Task details:
With every mark kept, transcribe all of the records.

(Dataset records)
----
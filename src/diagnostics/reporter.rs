//! Routing of diagnostics raised by the parser.
//!
//! The parser never decides what happens to a diagnostic: it hands each one
//! to a [`DiagnosticReporter`], whose [`DiagnosticSink`] either stores it,
//! drops it, or turns it into an error that aborts the parse.

use tracing::debug;

use super::{
    code::DiagnosticCode,
    diagnostic::{Diagnostic, DiagnosticError},
};
use crate::{ast::AstNode, syntax::source::SourceFile, syntax::token::Token};

pub trait DiagnosticSink {
    /// Returning an error stops the parse that reported the diagnostic.
    fn accept(&mut self, diagnostic: Diagnostic) -> Result<(), DiagnosticError>;
}

/// Raises the first diagnostic as an error.
#[derive(Debug, Default, Clone, Copy)]
pub struct FailFast;

impl DiagnosticSink for FailFast {
    fn accept(&mut self, diagnostic: Diagnostic) -> Result<(), DiagnosticError> {
        Err(DiagnosticError(diagnostic))
    }
}

/// Keeps every diagnostic in report order.
#[derive(Debug, Default, Clone)]
pub struct Collector {
    diagnostics: Vec<Diagnostic>,
}

impl Collector {
    pub fn new() -> Self {
        Self::default()
    }

    pub fn diagnostics(&self) -> &[Diagnostic] {
        &self.diagnostics
    }

    pub fn into_diagnostics(self) -> Vec<Diagnostic> {
        self.diagnostics
    }

    pub fn is_empty(&self) -> bool {
        self.diagnostics.is_empty()
    }

    pub fn len(&self) -> usize {
        self.diagnostics.len()
    }
}

impl DiagnosticSink for Collector {
    fn accept(&mut self, diagnostic: Diagnostic) -> Result<(), DiagnosticError> {
        self.diagnostics.push(diagnostic);
        Ok(())
    }
}

/// Discards everything.
#[derive(Debug, Default, Clone, Copy)]
pub struct Ignore;

impl DiagnosticSink for Ignore {
    fn accept(&mut self, _diagnostic: Diagnostic) -> Result<(), DiagnosticError> {
        Ok(())
    }
}

impl<S: DiagnosticSink + ?Sized> DiagnosticSink for &mut S {
    fn accept(&mut self, diagnostic: Diagnostic) -> Result<(), DiagnosticError> {
        (**self).accept(diagnostic)
    }
}

/// Builds diagnostics against one source file and forwards them to a sink.
#[derive(Debug)]
pub struct DiagnosticReporter<S: DiagnosticSink = FailFast> {
    source: SourceFile,
    sink: S,
}

impl DiagnosticReporter<FailFast> {
    pub fn fail_fast(source: SourceFile) -> Self {
        Self::new(source, FailFast)
    }
}

impl<S: DiagnosticSink> DiagnosticReporter<S> {
    pub fn new(source: SourceFile, sink: S) -> Self {
        Self { source, sink }
    }

    pub fn source(&self) -> &SourceFile {
        &self.source
    }

    pub fn sink(&self) -> &S {
        &self.sink
    }

    pub fn into_sink(self) -> S {
        self.sink
    }

    pub fn report_offset(
        &mut self,
        offset: usize,
        length: usize,
        code: DiagnosticCode,
    ) -> Result<(), DiagnosticError> {
        debug!(code = code.name(), offset, length, "diagnostic reported");
        let diagnostic = Diagnostic::new(self.source.clone(), offset, length, code);
        self.sink.accept(diagnostic)
    }

    /// Reports at a token, covering its lexeme.
    pub fn report_token(&mut self, token: &Token, code: DiagnosticCode) -> Result<(), DiagnosticError> {
        self.report_offset(token.offset, token.len(), code)
    }

    /// Reports over a node, from its first token to the end of its last.
    pub fn report_node<N: AstNode + ?Sized>(
        &mut self,
        node: &N,
        code: DiagnosticCode,
    ) -> Result<(), DiagnosticError> {
        let start = node.first_token().offset;
        let end = node.last_token().end().max(start);
        self.report_offset(start, end - start, code)
    }
}

#[cfg(test)]
mod tests {
    use super::*;
    use crate::syntax::token_type::TokenType;

    #[test]
    fn fail_fast_raises_first_report() {
        let mut reporter = DiagnosticReporter::fail_fast(SourceFile::named("abc", "t.lm"));
        let err = reporter
            .report_offset(1, 1, DiagnosticCode::SyntaxExpectedComma)
            .unwrap_err();
        assert_eq!(err.diagnostic().code(), DiagnosticCode::SyntaxExpectedComma);
        assert_eq!(err.diagnostic().offset(), 1);
    }

    #[test]
    fn collector_keeps_report_order() {
        let mut reporter = DiagnosticReporter::new(SourceFile::new("a b", None), Collector::new());
        let a = Token::new(0, TokenType::Identifier, "a");
        let b = Token::new(2, TokenType::Identifier, "b");
        reporter.report_token(&b, DiagnosticCode::SyntaxExpectedThen).unwrap();
        reporter.report_token(&a, DiagnosticCode::SyntaxExpectedElse).unwrap();

        let codes: Vec<_> = reporter.sink().diagnostics().iter().map(|d| d.code()).collect();
        assert_eq!(
            codes,
            [DiagnosticCode::SyntaxExpectedThen, DiagnosticCode::SyntaxExpectedElse]
        );
    }

    #[test]
    fn borrowed_sink_outlives_reporter() {
        let mut collector = Collector::new();
        {
            let mut reporter = DiagnosticReporter::new(SourceFile::new("x", None), &mut collector);
            reporter.report_offset(0, 1, DiagnosticCode::SyntaxUnexpectedToken).unwrap();
        }
        assert_eq!(collector.len(), 1);
    }

    #[test]
    fn ignore_drops_everything() {
        let mut reporter = DiagnosticReporter::new(SourceFile::new("x", None), Ignore);
        assert!(reporter.report_offset(0, 1, DiagnosticCode::SyntaxEndOfFile).is_ok());
    }
}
----
Output for this task:
filename src/diagnostics/reporter.rs
//! Routing of diagnostics raised by the parser.
//!
//! The parser never decides what happens to a diagnostic: it hands each one
//! to a [`DiagnosticReporter`], whose [`DiagnosticSink`] either stores it,
//! drops it, or turns it into an error that aborts the parse.

use tracing::debug;

use super::{
    code::DiagnosticCode,
    diagnostic::{Diagnostic, DiagnosticError},
};
use crate::{ast::AstNode, syntax::source::SourceFile, syntax::token::Token};

pub trait DiagnosticSink {
    /// Returning an error stops the parse that reported the diagnostic.
    fn accept(&mut self, diagnostic: Diagnostic) -> Result<(), DiagnosticError>;
}

/// Raises the first diagnostic as an error.
#[derive(Debug, Default, Clone, Copy)]
pub struct FailFast;

impl DiagnosticSink for FailFast {
    fn accept(&mut self, diagnostic: Diagnostic) -> Result<(), DiagnosticError> {
        Err(DiagnosticError(diagnostic))
    }
}

/// Keeps every diagnostic in report order.
#[derive(Debug, Default, Clone)]
pub struct Collector {
    diagnostics: Vec<Diagnostic>,
}

impl Collector {
    pub fn new() -> Self {
        Self::default()
    }

    pub fn diagnostics(&self) -> &[Diagnostic] {
        &self.diagnostics
    }

    pub fn into_diagnostics(self) -> Vec<Diagnostic> {
        self.diagnostics
    }

    pub fn is_empty(&self) -> bool {
        self.diagnostics.is_empty()
    }

    pub fn len(&self) -> usize {
        self.diagnostics.len()
    }
}

impl DiagnosticSink for Collector {
    fn accept(&mut self, diagnostic: Diagnostic) -> Result<(), DiagnosticError> {
        self.diagnostics.push(diagnostic);
        Ok(())
    }
}

/// Discards everything.
#[derive(Debug, Default, Clone, Copy)]
pub struct Ignore;

impl DiagnosticSink for Ignore {
    fn accept(&mut self, _diagnostic: Diagnostic) -> Result<(), DiagnosticError> {
        Ok(())
    }
}

impl<S: DiagnosticSink + ?Sized> DiagnosticSink for &mut S {
    fn accept(&mut self, diagnostic: Diagnostic) -> Result<(), DiagnosticError> {
        (**self).accept(diagnostic)
    }
}

/// Builds diagnostics against one source file and forwards them to a sink.
#[derive(Debug)]
pub struct DiagnosticReporter<S: DiagnosticSink = FailFast> {
    source: SourceFile,
    sink: S,
}

impl DiagnosticReporter<FailFast> {
    pub fn fail_fast(source: SourceFile) -> Self {
        Self::new(source, FailFast)
    }
}

impl<S: DiagnosticSink> DiagnosticReporter<S> {
    pub fn new(source: SourceFile, sink: S) -> Self {
        Self { source, sink }
    }

    pub fn source(&self) -> &SourceFile {
        &self.source
    }

    pub fn sink(&self) -> &S {
        &self.sink
    }

    pub fn into_sink(self) -> S {
        self.sink
    }

    pub fn report_offset(
        &mut self,
        offset: usize,
        length: usize,
        code: DiagnosticCode,
    ) -> Result<(), DiagnosticError> {
        debug!(code = code.name(), offset, length, "diagnostic reported");
        let diagnostic = Diagnostic::new(self.source.clone(), offset, length, code);
        self.sink.accept(diagnostic)
    }

    /// Reports at a token, covering its lexeme.
    pub fn report_token(&mut self, token: &Token, code: DiagnosticCode) -> Result<(), DiagnosticError> {
        self.report_offset(token.offset, token.len(), code)
    }

    /// Reports over a node, from its first token to the end of its last.
    pub fn report_node<N: AstNode + ?Sized>(
        &mut self,
        node: &N,
        code: DiagnosticCode,
    ) -> Result<(), DiagnosticError> {
        let start = node.first_token().offset;
        let end = node.last_token().end().max(start);
        self.report_offset(start, end - start, code)
    }
}

#[cfg(test)]
mod tests {
    use super::*;
    use crate::syntax::token_type::TokenType;

    #[test]
    fn fail_fast_raises_first_report() {
        let mut reporter = DiagnosticReporter::fail_fast(SourceFile::named("abc", "t.lm"));
        let err = reporter
            .report_offset(1, 1, DiagnosticCode::SyntaxExpectedComma)
            .unwrap_err();
        assert_eq!(err.diagnostic().code(), DiagnosticCode::SyntaxExpectedComma);
        assert_eq!(err.diagnostic().offset(), 1);
    }

    #[test]
    fn collector_keeps_report_order() {
        let mut reporter = DiagnosticReporter::new(SourceFile::new("a b", None), Collector::new());
        let a = Token::new(0, TokenType::Identifier, "a");
        let b = Token::new(2, TokenType::Identifier, "b");
        reporter.report_token(&b, DiagnosticCode::SyntaxExpectedThen).unwrap();
        reporter.report_token(&a, DiagnosticCode::SyntaxExpectedElse).unwrap();

        let codes: Vec<_> = reporter.sink().diagnostics().iter().map(|d| d.code()).collect();
        assert_eq!(
            codes,
            [DiagnosticCode::SyntaxExpectedThen, DiagnosticCode::SyntaxExpectedElse]
        );
    }

    #[test]
    fn borrowed_sink_outlives_reporter() {
        let mut collector = Collector::new();
        {
            let mut reporter = DiagnosticReporter::new(SourceFile::new("x", None), &mut collector);
            reporter.report_offset(0, 1, DiagnosticCode::SyntaxUnexpectedToken).unwrap();
        }
        assert_eq!(collector.len(), 1);
    }

    #[test]
    fn ignore_drops_everything() {
        let mut reporter = DiagnosticReporter::new(SourceFile::new("x", None), Ignore);
        assert!(reporter.report_offset(0, 1, DiagnosticCode::SyntaxEndOfFile).is_ok());
    }
}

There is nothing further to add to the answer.